The following resources helped me understand this issue:
Performance becomes an issue when the nested objects are allowed to be requested and are indeed requested. Let’s say you want a list of movies that match a certain criteria (say, older than 20 years), with the list of performers for each such movie. Nested objects will be returned to such a query, which are a list of movie data, with a list of performers for each movie. In the relational database terminology, there is either a one-to-many or many-to-many relation between the Movie entity and the Performer entity.
If this query is to be executed against a database server with a REST API, there will be N+1 sub-queries.
- One query is sent to the
/api/movies
endpoint, for example, to get the list of N movies
- One query is sent to the
/api/performer/id
endpoint for each performer who appeared in each of the N movies above
If the API is implemented in the strict sense of REST, then this is inevitable by its very definition. This is exactly what the REST architecture prescribes. In contrast, there is no such limitation to implementing a GraphQL-based Web API, so you can just provide one endpoint for handling all the GraphQL queries.
In GraphQL, a resolver is implemented for each field of an object type. In the scenario above, if resolvers for [Movie]
and Performer(id)
are implemented naively, then the there will also be N+1 resolver function invocations and the performance will be just as bad. However, unlike with the REST API whose architectural design decisions make this inescapable, there is room for performance tuning for GraphQL.
I do not know what kind of performance tuning methods are there, but memoization is definitely one of them. But more importantly, since this is such a common occurrence with GraphQL, there are already libraries to mitigate the situation. These include DataLoader (originally from Facebook, just like GraphQL is) and Apollo Data sources (see “ReactとApolloを使ってGithub GraphQL APIを試してみる – Qiita,” “世のフロントエンドエンジニアにApollo Clientを布教したい – Qiita” ). I have not looked into these so I do not know what exactly they do.
Addendum: Apparently I was not the only one to feel odd about that recommended design pattern not being automated. gajus/graphql-lazyloader: GraphQL directive that adds Object-level data resolvers addresses it. Also, “Moving OkCupid from REST to GraphQL” seems interesting.

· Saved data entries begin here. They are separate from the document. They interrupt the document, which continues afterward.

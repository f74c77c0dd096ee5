#![cfg(not(tarpaulin_include))]
#![cfg(feature = "web")]

use axum::{
    Extension, Form, Router,
    extract::{Path, Request, State},
    http::{StatusCode, header},
    middleware::{self, Next},
    response::{Html, IntoResponse, Redirect, Response},
    routing::get,
};
use axum_extra::extract::cookie::{Cookie, CookieJar};
use chrono::Local;
use handlebars::Handlebars;
use log::{error, info};
use serde::Deserialize;
use serde_json::{Value, json};
use std::sync::Arc;
use tokio::net::TcpListener;

use crate::config::AppConfig;
use crate::error::{AppError, AppResult};
use crate::form::{FormController, MemberForm, PaymentForm};
use crate::graph::{self, ChartOptions};
use crate::login::{
    Authenticator, CookieSettings, CredentialAuthenticator, CredentialConfig, Identity,
    SessionOutcome, SessionStore,
};
use crate::models::City;
use crate::store::{TableStore, XlsxStore};

const TEMPLATES: [(&str, &str); 7] = [
    ("login", include_str!("./static/login.hbs")),
    ("add_member", include_str!("./static/add_member.hbs")),
    ("record_payment", include_str!("./static/record_payment.hbs")),
    ("dashboard", include_str!("./static/dashboard.hbs")),
    ("members", include_str!("./static/members.hbs")),
    ("member", include_str!("./static/member.hbs")),
    ("error", include_str!("./static/error.hbs")),
];

const PARTIALS: [(&str, &str); 2] = [
    ("header", include_str!("./static/header.hbs")),
    ("footer", include_str!("./static/footer.hbs")),
];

For application development with React (also from Facebook), there is Relay — the production-ready GraphQL client for React.. A Japanese document explains using Relay with React and GraphQL. It deals with pagination and a similar discussion can be found in “Pagination | GraphQL.”

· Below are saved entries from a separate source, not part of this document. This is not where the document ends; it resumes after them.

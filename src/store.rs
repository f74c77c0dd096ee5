//! Persistence of the Members and Payments tables.
//!
//! The container is a single `.xlsx` workbook with one sheet per table. It is
//! read completely on every [`TableStore::load`] and rewritten completely on
//! every [`TableStore::save`]; there is no locking, so two writers racing on
//! the same file keep only the later save.

use calamine::{Data, Range, Reader, Xlsx, open_workbook};
use chrono::NaiveDate;
use log::{debug, info};
use rust_xlsxwriter::{Format, Workbook, Worksheet};
use std::fs::create_dir_all;
use std::path::{Path, PathBuf};
use std::sync::RwLock;

use crate::error::{AppError, AppResult};
use crate::models::{Member, Payment, Tables};

pub const MEMBERS_SHEET: &str = "Members";
pub const PAYMENTS_SHEET: &str = "Payments";

pub const MEMBER_COLUMNS: [&str; 11] = [
    "MemberID",
    "Full Name",
    "Initial",
    "Father Name",
    "City",
    "UAE Address",
    "Home Address",
    "Contact Number",
    "Other Contacts",
    "Email",
    "Remarks",
];

pub const PAYMENT_COLUMNS: [&str; 6] = [
    "PaymentID",
    "MemberID",
    "Payment Date",
    "Paid Months",
    "Amount",
    "Remarks",
];

const DATE_FORMAT: &str = "%Y-%m-%d";

/// Load/save access to the two tables
///
/// Registry, ledger and reports only ever see this trait, so tests can swap
/// the workbook for [`MemoryStore`].
pub trait TableStore: Send + Sync {
    /// Read both tables, creating an empty container first if none exists.
    fn load(&self) -> AppResult<Tables>;

    /// Overwrite the container with `tables`.
    fn save(&self, tables: &Tables) -> AppResult<()>;
}

/// Tables kept in process memory
#[derive(Debug, Default)]
pub struct MemoryStore {
    tables: RwLock<Tables>,
}

impl MemoryStore {
    pub fn new() -> Self {
        Self::default()
    }

    pub fn with_tables(tables: Tables) -> Self {
        MemoryStore {
            tables: RwLock::new(tables),
        }
    }
}

impl TableStore for MemoryStore {
    fn load(&self) -> AppResult<Tables> {
        self.tables
            .read()
            .map(|tables| tables.clone())
            .map_err(|_| AppError::storage("in-memory tables poisoned"))
    }

    fn save(&self, tables: &Tables) -> AppResult<()> {
        let mut current = self
            .tables
            .write()
            .map_err(|_| AppError::storage("in-memory tables poisoned"))?;
        *current = tables.clone();
        Ok(())
    }
}

/// Tables persisted to an `.xlsx` workbook on disk
#[derive(Debug, Clone)]
pub struct XlsxStore {
    path: PathBuf,
}

impl XlsxStore {
    pub fn new(path: impl Into<PathBuf>) -> Self {
        XlsxStore { path: path.into() }
    }

    pub fn path(&self) -> &Path {
        &self.path
    }

    /// Create the container with headed, empty tables if it is missing
    ///
    /// Returns `true` when a new file was written.
    pub fn ensure_exists(&self) -> AppResult<bool> {
        if self.path.exists() {
            return Ok(false);
        }

        if let Some(parent) = self.path.parent() {
            if !parent.as_os_str().is_empty() {
                create_dir_all(parent)?;
            }
        }

        self.save(&Tables::default())?;
        info!("Created empty container at {}", self.path.display());
        Ok(true)
    }
}

impl TableStore for XlsxStore {
    fn load(&self) -> AppResult<Tables> {
        self.ensure_exists()?;

        let mut workbook: Xlsx<_> = open_workbook(&self.path).map_err(AppError::storage)?;

        let members_range = workbook
            .worksheet_range(MEMBERS_SHEET)
            .map_err(|e| AppError::storage(format!("sheet {}: {}", MEMBERS_SHEET, e)))?;
        let payments_range = workbook
            .worksheet_range(PAYMENTS_SHEET)
            .map_err(|e| AppError::storage(format!("sheet {}: {}", PAYMENTS_SHEET, e)))?;

        let members = read_rows(&members_range, MEMBERS_SHEET, &MEMBER_COLUMNS)?
            .iter()
            .enumerate()
            .map(|(n, row)| member_from_row(row).map_err(|e| row_error(MEMBERS_SHEET, n, e)))
            .collect::<AppResult<Vec<_>>>()?;

        let payments = read_rows(&payments_range, PAYMENTS_SHEET, &PAYMENT_COLUMNS)?
            .iter()
            .enumerate()
            .map(|(n, row)| payment_from_row(row).map_err(|e| row_error(PAYMENTS_SHEET, n, e)))
            .collect::<AppResult<Vec<_>>>()?;

        debug!(
            "Loaded {} members and {} payments from {}",
            members.len(),
            payments.len(),
            self.path.display()
        );

        Ok(Tables { members, payments })
    }

    fn save(&self, tables: &Tables) -> AppResult<()> {
        let mut workbook = Workbook::new();
        let header = Format::new().set_bold();

        let mut members = Worksheet::new();
        members.set_name(MEMBERS_SHEET).map_err(AppError::storage)?;
        write_header(&mut members, &MEMBER_COLUMNS, &header)?;
        for (r, member) in tables.members.iter().enumerate() {
            write_member(&mut members, r as u32 + 1, member).map_err(AppError::storage)?;
        }
        workbook.push_worksheet(members);

        let mut payments = Worksheet::new();
        payments.set_name(PAYMENTS_SHEET).map_err(AppError::storage)?;
        write_header(&mut payments, &PAYMENT_COLUMNS, &header)?;
        for (r, payment) in tables.payments.iter().enumerate() {
            write_payment(&mut payments, r as u32 + 1, payment).map_err(AppError::storage)?;
        }
        workbook.push_worksheet(payments);

        workbook.save(&self.path).map_err(AppError::storage)?;

        debug!(
            "Saved {} members and {} payments to {}",
            tables.members.len(),
            tables.payments.len(),
            self.path.display()
        );
        Ok(())
    }
}

fn write_header(sheet: &mut Worksheet, columns: &[&str], format: &Format) -> AppResult<()> {
    for (c, name) in columns.iter().enumerate() {
        sheet
            .write_string_with_format(0, c as u16, *name, format)
            .map_err(AppError::storage)?;
    }
    Ok(())
}

fn write_member(
    sheet: &mut Worksheet,
    row: u32,
    m: &Member,
) -> Result<(), rust_xlsxwriter::XlsxError> {
    sheet.write_number(row, 0, m.id as f64)?;
    let text = [
        m.full_name.as_str(),
        m.initial.as_str(),
        m.father_name.as_str(),
        m.city.as_str(),
        m.uae_address.as_str(),
        m.home_address.as_str(),
        m.contact_number.as_str(),
        m.other_contacts.as_str(),
        m.email.as_str(),
        m.remarks.as_str(),
    ];
    for (offset, value) in text.iter().enumerate() {
        sheet.write_string(row, offset as u16 + 1, *value)?;
    }
    Ok(())
}

fn write_payment(
    sheet: &mut Worksheet,
    row: u32,
    p: &Payment,
) -> Result<(), rust_xlsxwriter::XlsxError> {
    sheet.write_number(row, 0, p.id as f64)?;
    sheet.write_number(row, 1, p.member_id as f64)?;
    let date = p.payment_date.format(DATE_FORMAT).to_string();
    sheet.write_string(row, 2, &date)?;
    sheet.write_string(row, 3, &p.paid_months)?;
    sheet.write_number(row, 4, p.amount)?;
    sheet.write_string(row, 5, &p.remarks)?;
    Ok(())
}

/// Body rows of a sheet with cells reordered to `columns`
///
/// Columns are matched by header text, so a workbook whose columns were
/// rearranged by hand still loads. Fully blank rows are skipped.
fn read_rows(range: &Range<Data>, sheet: &str, columns: &[&str]) -> AppResult<Vec<Vec<String>>> {
    let mut rows = range.rows();
    let header: Vec<String> = match rows.next() {
        Some(cells) => cells.iter().map(cell_text).collect(),
        None => return Err(AppError::storage(format!("sheet {} has no header row", sheet))),
    };

    let positions = columns
        .iter()
        .map(|name| {
            header
                .iter()
                .position(|h| h.trim() == *name)
                .ok_or_else(|| AppError::storage(format!("sheet {} is missing column {}", sheet, name)))
        })
        .collect::<AppResult<Vec<usize>>>()?;

    Ok(rows
        .filter(|cells| cells.iter().any(|c| !matches!(c, Data::Empty)))
        .map(|cells| {
            positions
                .iter()
                .map(|&i| cells.get(i).map(cell_text).unwrap_or_default())
                .collect()
        })
        .collect())
}

fn cell_text(cell: &Data) -> String {
    match cell {
        Data::Empty => String::new(),
        Data::String(s) => s.clone(),
        Data::Float(f) if f.fract() == 0.0 && f.abs() < 1e15 => format!("{}", *f as i64),
        Data::Float(f) => f.to_string(),
        Data::Int(i) => i.to_string(),
        // Excel date cells would otherwise print as serial numbers
        Data::DateTime(dt) => dt
            .as_datetime()
            .map(|value| value.format("%Y-%m-%d %H:%M:%S").to_string())
            .unwrap_or_else(|| cell.to_string()),
        Data::DateTimeIso(s) => s.clone(),
        other => other.to_string(),
    }
}

fn row_error(sheet: &str, index: usize, message: String) -> AppError {
    // +2: one for the header row, one for 1-based numbering
    AppError::storage(format!("sheet {} row {}: {}", sheet, index + 2, message))
}

fn parse_id(value: &str, column: &str) -> Result<u32, String> {
    value
        .trim()
        .parse()
        .map_err(|_| format!("{} is not an id: {:?}", column, value))
}

fn member_from_row(row: &[String]) -> Result<Member, String> {
    Ok(Member {
        id: parse_id(&row[0], MEMBER_COLUMNS[0])?,
        full_name: row[1].clone(),
        initial: row[2].clone(),
        father_name: row[3].clone(),
        city: row[4].parse()?,
        uae_address: row[5].clone(),
        home_address: row[6].clone(),
        contact_number: row[7].clone(),
        other_contacts: row[8].clone(),
        email: row[9].clone(),
        remarks: row[10].clone(),
    })
}

fn payment_from_row(row: &[String]) -> Result<Payment, String> {
    let date_text = row[2].trim();
    // Accept "YYYY-MM-DD" with or without a trailing time part
    let date_part = date_text.get(..10).unwrap_or(date_text);
    let payment_date = NaiveDate::parse_from_str(date_part, DATE_FORMAT)
        .map_err(|_| format!("Payment Date is not a date: {:?}", date_text))?;

    let amount: f64 = row[4]
        .trim()
        .parse()
        .map_err(|_| format!("Amount is not a number: {:?}", row[4]))?;

    Ok(Payment {
        id: parse_id(&row[0], PAYMENT_COLUMNS[0])?,
        member_id: parse_id(&row[1], PAYMENT_COLUMNS[1])?,
        payment_date,
        paid_months: row[3].clone(),
        amount,
        remarks: row[5].clone(),
    })
}

#[cfg(test)]
mod tests {
    use super::*;
    use crate::models::City;
    use std::fs;
    use tempfile::tempdir;

    fn sample_tables() -> Tables {
        Tables {
            members: vec![Member {
                id: 1,
                full_name: "Ali Khan".to_string(),
                initial: "A".to_string(),
                father_name: "Karim Khan".to_string(),
                city: City::AbuDhabi,
                uae_address: "Villa 4, Street 12".to_string(),
                home_address: "Kozhikode".to_string(),
                contact_number: "+971500000001".to_string(),
                other_contacts: "Brother: 0500000002\nCousin: 0500000003".to_string(),
                email: "ali@example.com".to_string(),
                remarks: String::new(),
            }],
            payments: vec![Payment {
                id: 1,
                member_id: 1,
                payment_date: NaiveDate::from_ymd_opt(2025, 1, 15).unwrap(),
                paid_months: "2025-01,2025-02".to_string(),
                amount: 42.5,
                remarks: "cash".to_string(),
            }],
        }
    }

    #[test]
    fn load_creates_missing_container_with_empty_tables() {
        let dir = tempdir().unwrap();
        let path = dir.path().join("data").join("members.xlsx");
        let store = XlsxStore::new(&path);

        let tables = store.load().unwrap();

        assert!(tables.members.is_empty());
        assert!(tables.payments.is_empty());
        assert!(path.exists());
    }

    #[test]
    fn save_then_load_round_trips() {
        let dir = tempdir().unwrap();
        let store = XlsxStore::new(dir.path().join("members.xlsx"));
        let tables = sample_tables();

        store.save(&tables).unwrap();
        let loaded = store.load().unwrap();
        assert_eq!(loaded, tables);

        store.save(&loaded).unwrap();
        assert_eq!(store.load().unwrap(), tables);
    }

    #[test]
    fn corrupted_container_is_storage_unavailable() {
        let dir = tempdir().unwrap();
        let path = dir.path().join("members.xlsx");
        fs::write(&path, b"definitely not a workbook").unwrap();

        let err = XlsxStore::new(&path).load().unwrap_err();
        assert!(matches!(err, AppError::StorageUnavailable(_)));
    }

    #[test]
    fn memory_store_keeps_last_save() {
        let store = MemoryStore::new();
        assert_eq!(store.load().unwrap(), Tables::default());

        store.save(&sample_tables()).unwrap();
        assert_eq!(store.load().unwrap(), sample_tables());
    }
}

My Small Grievance about GraphQL’s Notation
In GraphQL’s schema definition, you can define object types and query types, among other things. An object type can have multiple fields (or “slots” in the Lisp nomenclature), and it means the said type is an aggregate of those fields. A query type definition seems to follow exactly the same format with an object type definition except the “query” and “type” keywords. However, the included fields of a query type do not constitute just one pattern of query as a whole.
Take the following query type for example (taken from “Schema basics – Apollo Server – Apollo GraphQL Docs” ):
type Query {
books: [Book]
authors: [Author]
}
This query type definition does not mandate that every query be always one for a list of books and a list of authors at the same time. Rather, it means you can query for a list of books or a list of authors, or both. This goes contrary to the naïve aggregate assumption you might get from object type definitions — I certainly did! I do not think this was explained this way in any of the resources I referenced. It took me a long while to realize this.
Each field of a query type definition is an entry point of query, for which the GraphQL Manager has to provide a resolver, as we saw earlier.